- Developer: Telesys
- Publisher: Telesys
- Designer: Alex Leavens
- Platform: Atari 2600
- Release: January 1983
- Genre: Scrolling shooter
- Mode: Single-player

= Stargunner (1983 video game) =

1983 video game

Stargunner is a horizontally scrolling shooter for the Atari 2600 written by Alex Leavens and published by Telesys in 1983. The player takes the role of a spaceship pilot who must defend their planet from outlaws. The game is frequently compared to Defender, a similar scrolling shooter.

==Gameplay==

Stargunner on Atari 2600

In the game, players take control of the last starfighter from the fictional planet Yarthae. Players must defend the planet from the Sphyzygies, a band of space outlaws and their bio-droids, Bobo. During a round of gameplay, Bobo hovers at the top of the screen dropping bombs periodically. After four squares finish converging on a random point on screen, A Sphyzygie will appear in that location. The player can travel freely around the screen and earn points by shooting down appearing Sphyzygies. The Sphyzygie cannot shoot but if the player runs into one or is on top of one as it is appearing, they will lose a life. The player will also lose a life if they are hit by one of Bobo's bombs.

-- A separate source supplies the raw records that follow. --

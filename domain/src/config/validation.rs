//! Configuration validation results.
//!
//! Loaders report problems as structured [`ConfigIssue`]s instead of failing
//! on the first one, so the caller can log every warning and stop only on
//! errors.

/// Severity level of a configuration issue.
#[derive(Debug, Clone, Copy, PartialEq, Eq)]
pub enum Severity {
    /// Fatal: the configuration cannot work at all.
    Error,
    /// Non-fatal: a default is used instead.
    Warning,
}

/// Identifies a specific configuration issue.
#[derive(Debug, Clone, PartialEq, Eq)]
pub enum ConfigIssueCode {
    /// A string field holds a value outside its allowed set.
    InvalidEnumValue {
        field: String,
        value: String,
        valid_values: Vec<String>,
    },
    /// A required list is empty.
    EmptyValue { field: String },
    /// A device path is not absolute.
    RelativePath { field: String },
}

/// A detected issue in the configuration.
#[derive(Debug, Clone)]
pub struct ConfigIssue {
    pub severity: Severity,
    pub code: ConfigIssueCode,
    pub message: String,
}

impl ConfigIssue {
    pub fn is_error(&self) -> bool {
        self.severity == Severity::Error
    }
}

/// True if any issue is fatal.
pub fn has_errors(issues: &[ConfigIssue]) -> bool {
    issues.iter().any(ConfigIssue::is_error)
}
//! Command-line interface definitions

pub mod commands;
//! Error handling and custom error types
//!
//! Provides unified error handling across the application using thiserror.

use thiserror::Error;

#[derive(Error, Debug)]
pub enum Error {
    #[error("IO error: {0}")]
    Io(#[from] std::io::Error),

    #[error("Serialization error: {0}")]
    Serialization(#[from] serde_json::Error),

    #[error("HTTP request error: {0}")]
    Http(#[from] reqwest::Error),

    #[error("AI provider error: {0}")]
    AiProvider(String),

    // User-facing input errors display bare; the message is shown as-is.
    #[error("{0}")]
    InvalidInput(String),

    #[error("Generic error: {0}")]
    Generic(String),
}

pub type Result<T> = std::result::Result<T, Error>;
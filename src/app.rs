//! Application orchestration for turning a poem into a poster.

use crate::ai::{
    GeminiAnalysisClient, GeminiImageClient, GeminiOcrClient, ImageGenerationService,
    PoemAnalysisService, TextExtractionService,
};
use crate::models::{Config, GenerationResult, PoemImage};
use crate::{Error, Result};
use tokio::sync::watch;
use tracing::{error, info};

pub const EXTRACTING_MESSAGE: &str = "Extracting poem from image...";
pub const ANALYZING_MESSAGE: &str = "Analyzing poem and generating background...";

pub const EMPTY_IMAGE_TEXT_ERROR: &str =
    "Could not extract any text from the image. Please try another one.";
pub const EMPTY_POEM_ERROR: &str = "Please provide a poem to analyze.";

const UNKNOWN_ERROR_MESSAGE: &str = "An unknown error occurred.";

/// Workflow state published to the view layer.
///
/// A single enum rather than independent flags, so states like "loading and
/// finished at once" cannot be represented. `Success` and `Failed` stand
/// until the next `generate` call restarts the cycle at `Loading`.
#[derive(Debug, Clone, PartialEq)]
pub enum GenerationState {
    Idle,
    Loading(String),
    Success(GenerationResult),
    Failed(String),
}

/// Coordinates OCR extraction, poem analysis, and background synthesis.
pub struct App {
    ocr: Box<dyn TextExtractionService>,
    analysis: Box<dyn PoemAnalysisService>,
    image_gen: Box<dyn ImageGenerationService>,
    state_tx: watch::Sender<GenerationState>,
}

/// Injectable service bundle used to construct [`App`] in tests/harnesses.
pub struct AppServices {
    pub ocr: Box<dyn TextExtractionService>,
    pub analysis: Box<dyn PoemAnalysisService>,
    pub image_gen: Box<dyn ImageGenerationService>,
}

impl App {
    /// Build an app from concrete service dependencies.
    ///
    /// This is primarily useful for integration tests and local harnesses
    /// that need to inject mocks.
    pub fn with_services(services: AppServices) -> Self {
        let (state_tx, _) = watch::channel(GenerationState::Idle);
        Self {
            ocr: services.ocr,
            analysis: services.analysis,
            image_gen: services.image_gen,
            state_tx,
        }
    }

    /// Construct an app from environment configuration (`Config::from_env`).
    pub fn new() -> Result<Self> {
        let config = Config::from_env()?;

        // Reuse one HTTP connection pool across the service clients.
        let http_client = reqwest::Client::new();

        info!(
            "OCR model: {}, analysis model: {}, image model: {}",
            config.ocr_model, config.analysis_model, config.image_model
        );

        Ok(Self::with_services(AppServices {
            ocr: Box::new(GeminiOcrClient::new_with_client(
                config.gemini_api_key.clone(),
                config.ocr_model,
                http_client.clone(),
            )),
            analysis: Box::new(GeminiAnalysisClient::new_with_client(
                config.gemini_api_key.clone(),
                config.analysis_model,
                http_client.clone(),
            )),
            image_gen: Box::new(GeminiImageClient::new_with_client(
                config.gemini_api_key,
                config.image_model,
                http_client,
            )),
        }))
    }

    /// Current workflow state.
    pub fn state(&self) -> GenerationState {
        self.state_tx.borrow().clone()
    }

    /// Subscribe to workflow state transitions.
    pub fn subscribe(&self) -> watch::Receiver<GenerationState> {
        self.state_tx.subscribe()
    }

    fn set_state(&self, state: GenerationState) {
        self.state_tx.send_replace(state);
    }

    /// Run one poster-generation workflow.
    ///
    /// Exactly one of `poem_text` (non-empty after trimming) or `image` is
    /// expected; when an image is supplied the typed text is ignored. The
    /// returned state is also published on the watch channel and is never
    /// `Loading`.
    pub async fn generate(&self, poem_text: &str, image: Option<PoemImage>) -> GenerationState {
        // Entering Loading clears any prior result or error.
        self.set_state(GenerationState::Loading(String::new()));

        let final_state = match self.run_workflow(poem_text, image).await {
            Ok(result) => {
                info!("Poster generated: {:?} by {}", result.title, result.author);
                GenerationState::Success(result)
            }
            Err(e) => {
                error!("Poster generation failed: {}", e);
                GenerationState::Failed(failure_message(&e))
            }
        };

        self.set_state(final_state.clone());
        final_state
    }

    async fn run_workflow(
        &self,
        poem_text: &str,
        image: Option<PoemImage>,
    ) -> Result<GenerationResult> {
        let poem = match image {
            Some(image) => {
                self.set_state(GenerationState::Loading(EXTRACTING_MESSAGE.to_string()));
                let extracted = self.ocr.extract_text(&image).await?;
                if extracted.trim().is_empty() {
                    return Err(Error::InvalidInput(EMPTY_IMAGE_TEXT_ERROR.to_string()));
                }
                extracted
            }
            None => poem_text.to_string(),
        };

        if poem.trim().is_empty() {
            return Err(Error::InvalidInput(EMPTY_POEM_ERROR.to_string()));
        }

        self.set_state(GenerationState::Loading(ANALYZING_MESSAGE.to_string()));

        let analysis = self.analysis.analyze(&poem).await?;
        let background = self.image_gen.generate_background(&analysis).await?;

        Ok(GenerationResult::assemble(analysis, background))
    }
}

fn failure_message(error: &Error) -> String {
    let message = error.to_string();
    if message.trim().is_empty() {
        UNKNOWN_ERROR_MESSAGE.to_string()
    } else {
        message
    }
}
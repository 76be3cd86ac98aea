use anyhow::Result;
use clap::Parser;
use poem_canvas::app::{App, GenerationState};
use poem_canvas::models::{GenerationResult, PoemImage};
use std::fs;
use std::path::{Path, PathBuf};
use tracing::{error, info, warn};
use tracing_subscriber::{layer::SubscriberExt, util::SubscriberInitExt};

#[derive(Debug, Parser)]
#[command(name = "poem-canvas")]
#[command(about = "Turn a poem into a stylized poster background")]
struct CliArgs {
    /// Poem text to turn into a poster.
    #[arg(value_name = "POEM", required_unless_present = "image", conflicts_with = "image")]
    poem: Option<String>,

    /// Path to a photo or scan of a poem instead of typed text.
    #[arg(long, value_name = "PATH")]
    image: Option<PathBuf>,

    /// Directory where the poster assets are written.
    #[arg(long, value_name = "DIR", default_value = "output")]
    output_dir: PathBuf,
}

struct PosterPaths {
    background: PathBuf,
    poster: PathBuf,
}

fn write_poster(result: &GenerationResult, output_dir: &Path) -> Result<PosterPaths> {
    fs::create_dir_all(output_dir)?;

    // Transport bytes are written as received; decoding is inspection only.
    match image::load_from_memory(&result.background_image) {
        Ok(decoded) => info!(
            "Background decoded at {}x{} px",
            decoded.width(),
            decoded.height()
        ),
        Err(e) => warn!("Background could not be decoded for inspection: {}", e),
    }

    let background = output_dir.join("background.jpg");
    fs::write(&background, &result.background_image)?;

    let poster = output_dir.join("poster.json");
    fs::write(&poster, serde_json::to_string_pretty(result)?)?;

    Ok(PosterPaths { background, poster })
}

#[tokio::main]
async fn main() -> Result<()> {
    tracing_subscriber::registry()
        .with(
            tracing_subscriber::EnvFilter::try_from_default_env()
                .unwrap_or_else(|_| "poem_canvas=info".into()),
        )
        .with(tracing_subscriber::fmt::layer())
        .init();

    info!("Starting poem-canvas");

    let args = CliArgs::parse();

    let image = match &args.image {
        Some(path) => Some(PoemImage::from_bytes(fs::read(path)?)),
        None => None,
    };
    let poem_text = args.poem.unwrap_or_default();

    let app = match App::new() {
        Ok(app) => app,
        Err(e) => {
            error!("Failed to initialize application: {}", e);
            std::process::exit(1);
        }
    };

    // Surface stage messages while the workflow runs.
    let mut state_rx = app.subscribe();
    tokio::spawn(async move {
        while state_rx.changed().await.is_ok() {
            let state = state_rx.borrow().clone();
            if let GenerationState::Loading(message) = state {
                if !message.is_empty() {
                    info!("{}", message);
                }
            }
        }
    });

    match app.generate(&poem_text, image).await {
        GenerationState::Success(result) => {
            info!(
                "Generated poster for {:?} by {} (placement: {}, style: {})",
                result.title, result.author, result.text_placement, result.text_style
            );
            let paths = write_poster(&result, &args.output_dir)?;
            info!("Background saved to {}", paths.background.display());
            info!("Poster data saved to {}", paths.poster.display());
            Ok(())
        }
        GenerationState::Failed(message) => {
            error!("Generation failed: {}", message);
            std::process::exit(1);
        }
        state => {
            error!("Generation ended in unexpected state: {:?}", state);
            std::process::exit(1);
        }
    }
}
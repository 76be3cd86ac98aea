pub mod analysis;
pub mod client;
pub mod image;
pub mod ocr;
pub mod types;

pub use analysis::GeminiAnalysisClient;
pub use image::GeminiImageClient;
pub use ocr::GeminiOcrClient;

/// Adds a test-only `with_base_url` to a client wrapping a `GeminiHttpClient`
/// in a field named `http`, so wiremock tests can redirect it.
#[cfg(test)]
macro_rules! impl_with_gemini_base_url {
    ($client:ty) => {
        impl $client {
            fn with_base_url(mut self, base_url: String) -> Self {
                self.http = self.http.with_base_url(base_url);
                self
            }
        }
    };
}

#[cfg(test)]
pub(crate) use impl_with_gemini_base_url;
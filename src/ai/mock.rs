//! In-memory service mocks for orchestrator and integration tests.
//!
//! Clones share state through `Arc`, so a cloned handle can probe call counts
//! after the original has been boxed into the app.

use super::{ImageGenerationService, PoemAnalysisService, TextExtractionService};
use crate::models::{PoemAnalysis, PoemImage, TextPlacement, TextStyle};
use crate::{Error, Result};
use async_trait::async_trait;
use std::sync::{Arc, Mutex};

#[derive(Clone)]
pub struct MockTextExtractionClient {
    text_responses: Arc<Mutex<Vec<String>>>,
    failure: Arc<Mutex<Option<String>>>,
    call_count: Arc<Mutex<usize>>,
    seen_mime_types: Arc<Mutex<Vec<String>>>,
}

impl MockTextExtractionClient {
    pub fn new() -> Self {
        Self {
            text_responses: Arc::new(Mutex::new(Vec::new())),
            failure: Arc::new(Mutex::new(None)),
            call_count: Arc::new(Mutex::new(0)),
            seen_mime_types: Arc::new(Mutex::new(Vec::new())),
        }
    }

    pub fn with_text_response(self, response: String) -> Self {
        self.text_responses.lock().unwrap().push(response);
        self
    }

    pub fn with_failure(self, message: String) -> Self {
        *self.failure.lock().unwrap() = Some(message);
        self
    }

    pub fn get_call_count(&self) -> usize {
        *self.call_count.lock().unwrap()
    }

    pub fn seen_mime_types(&self) -> Vec<String> {
        self.seen_mime_types.lock().unwrap().clone()
    }
}

impl Default for MockTextExtractionClient {
    fn default() -> Self {
        Self::new()
    }
}

#[async_trait]
impl TextExtractionService for MockTextExtractionClient {
    async fn extract_text(&self, image: &PoemImage) -> Result<String> {
        let mut count = self.call_count.lock().unwrap();
        *count += 1;

        self.seen_mime_types
            .lock()
            .unwrap()
            .push(image.mime_type.clone());

        if let Some(message) = self.failure.lock().unwrap().clone() {
            return Err(Error::AiProvider(message));
        }

        let responses = self.text_responses.lock().unwrap();
        if responses.is_empty() {
            Ok("The fog comes\non little cat feet.".to_string())
        } else {
            let index = (*count - 1) % responses.len();
            Ok(responses[index].clone())
        }
    }
}

#[derive(Clone)]
pub struct MockPoemAnalysisClient {
    analysis_responses: Arc<Mutex<Vec<PoemAnalysis>>>,
    failure: Arc<Mutex<Option<String>>>,
    call_count: Arc<Mutex<usize>>,
    analyzed_poems: Arc<Mutex<Vec<String>>>,
}

impl MockPoemAnalysisClient {
    pub fn new() -> Self {
        Self {
            analysis_responses: Arc::new(Mutex::new(Vec::new())),
            failure: Arc::new(Mutex::new(None)),
            call_count: Arc::new(Mutex::new(0)),
            analyzed_poems: Arc::new(Mutex::new(Vec::new())),
        }
    }

    pub fn with_analysis_response(self, response: PoemAnalysis) -> Self {
        self.analysis_responses.lock().unwrap().push(response);
        self
    }

    pub fn with_failure(self, message: String) -> Self {
        *self.failure.lock().unwrap() = Some(message);
        self
    }

    pub fn get_call_count(&self) -> usize {
        *self.call_count.lock().unwrap()
    }

    /// Every poem text this mock has been asked to analyze, in order.
    pub fn analyzed_poems(&self) -> Vec<String> {
        self.analyzed_poems.lock().unwrap().clone()
    }
}

impl Default for MockPoemAnalysisClient {
    fn default() -> Self {
        Self::new()
    }
}

#[async_trait]
impl PoemAnalysisService for MockPoemAnalysisClient {
    async fn analyze(&self, poem: &str) -> Result<PoemAnalysis> {
        let mut count = self.call_count.lock().unwrap();
        *count += 1;

        self.analyzed_poems.lock().unwrap().push(poem.to_string());

        if let Some(message) = self.failure.lock().unwrap().clone() {
            return Err(Error::AiProvider(message));
        }

        let responses = self.analysis_responses.lock().unwrap();
        if responses.is_empty() {
            // Default analysis echoes the poem body back.
            Ok(PoemAnalysis {
                title: "Untitled".to_string(),
                author: "Anonymous".to_string(),
                body: poem.to_string(),
                emotions: vec!["peaceful".to_string()],
                imagery: vec!["open sky".to_string(), "still water".to_string()],
                atmosphere: "serene".to_string(),
                art_style: "soft watercolor".to_string(),
                text_placement: TextPlacement::Center,
                text_style: TextStyle::Shadow,
            })
        } else {
            let index = (*count - 1) % responses.len();
            Ok(responses[index].clone())
        }
    }
}

#[derive(Clone)]
pub struct MockImageGenerationClient {
    image_responses: Arc<Mutex<Vec<Vec<u8>>>>,
    failure: Arc<Mutex<Option<String>>>,
    call_count: Arc<Mutex<usize>>,
}

impl MockImageGenerationClient {
    pub fn new() -> Self {
        Self {
            image_responses: Arc::new(Mutex::new(Vec::new())),
            failure: Arc::new(Mutex::new(None)),
            call_count: Arc::new(Mutex::new(0)),
        }
    }

    pub fn with_image_response(self, response: Vec<u8>) -> Self {
        self.image_responses.lock().unwrap().push(response);
        self
    }

    pub fn with_failure(self, message: String) -> Self {
        *self.failure.lock().unwrap() = Some(message);
        self
    }

    pub fn get_call_count(&self) -> usize {
        *self.call_count.lock().unwrap()
    }
}

impl Default for MockImageGenerationClient {
    fn default() -> Self {
        Self::new()
    }
}

#[async_trait]
impl ImageGenerationService for MockImageGenerationClient {
    async fn generate_background(&self, _analysis: &PoemAnalysis) -> Result<Vec<u8>> {
        let mut count = self.call_count.lock().unwrap();
        *count += 1;

        if let Some(message) = self.failure.lock().unwrap().clone() {
            return Err(Error::AiProvider(message));
        }

        let responses = self.image_responses.lock().unwrap();
        if responses.is_empty() {
            // JPEG SOI/APP0 header and EOI marker around an empty body.
            Ok(vec![
                0xFF, 0xD8, 0xFF, 0xE0, 0x00, 0x10, 0x4A, 0x46, 0x49, 0x46, 0x00, 0x01, 0xFF,
                0xD9,
            ])
        } else {
            let index = (*count - 1) % responses.len();
            Ok(responses[index].clone())
        }
    }
}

Each level consists of three waves, with more Sphyzygie appearing at once with each wave. The start of each wave resets the amount of enemies appearing back to one, but enemy Sphyzygie now move faster.

==Development==
Stargunner was designed by Alex Leavens, who was a previous employee of Atari Inc. and Midway Games and had developed the Atari 2600 port of Gorf. After leaving Midway, Leavens took up work as a freelance developer. Stargunner was developed independently then later sold to Telesys.

Leavens claimed in an interview that video games are an artform and that games "must be graphically appealing". He also claimed that he enjoyed designing games that he himself couldn't beat. Leavens designed Stargunner to be difficult enough for his own taste but not too challenging for the average player. The goal was to put the player "up at about 50,000 points and then get [them] really sweating".

==Reception==
Stargunner received mixed reception upon its release. Video Games Player magazine called Stargunner "better than average" and "addicting", but also said there was "nothing incredibly new and exciting" about the game. Electronic Fun with Computers and Video Games found the gameplay to be "undistinguished", the graphics "only fair", and the sound effects "uncreative" and "annoying". The Video Game Update recommended the game and called the graphics "simple but clean and quite effective". Michael Wilson from The Logical Gamer saw the game as an improvement from previous TeleSys titles but found the game to be boring and the graphics uninteresting. Wilson's co-reviewer Alan R. Bechtold also found the game's graphics to be simple but was more sympathetic to the gameplay.

The game is also consistently described as resembling Williams Electronics' Defender. The Logical Gamers Alan R. Bechtold said that while Stargunner was indeed similar to Defender, he enjoyed that Stargunner was a simpler game that could be enjoyed by a wider audience.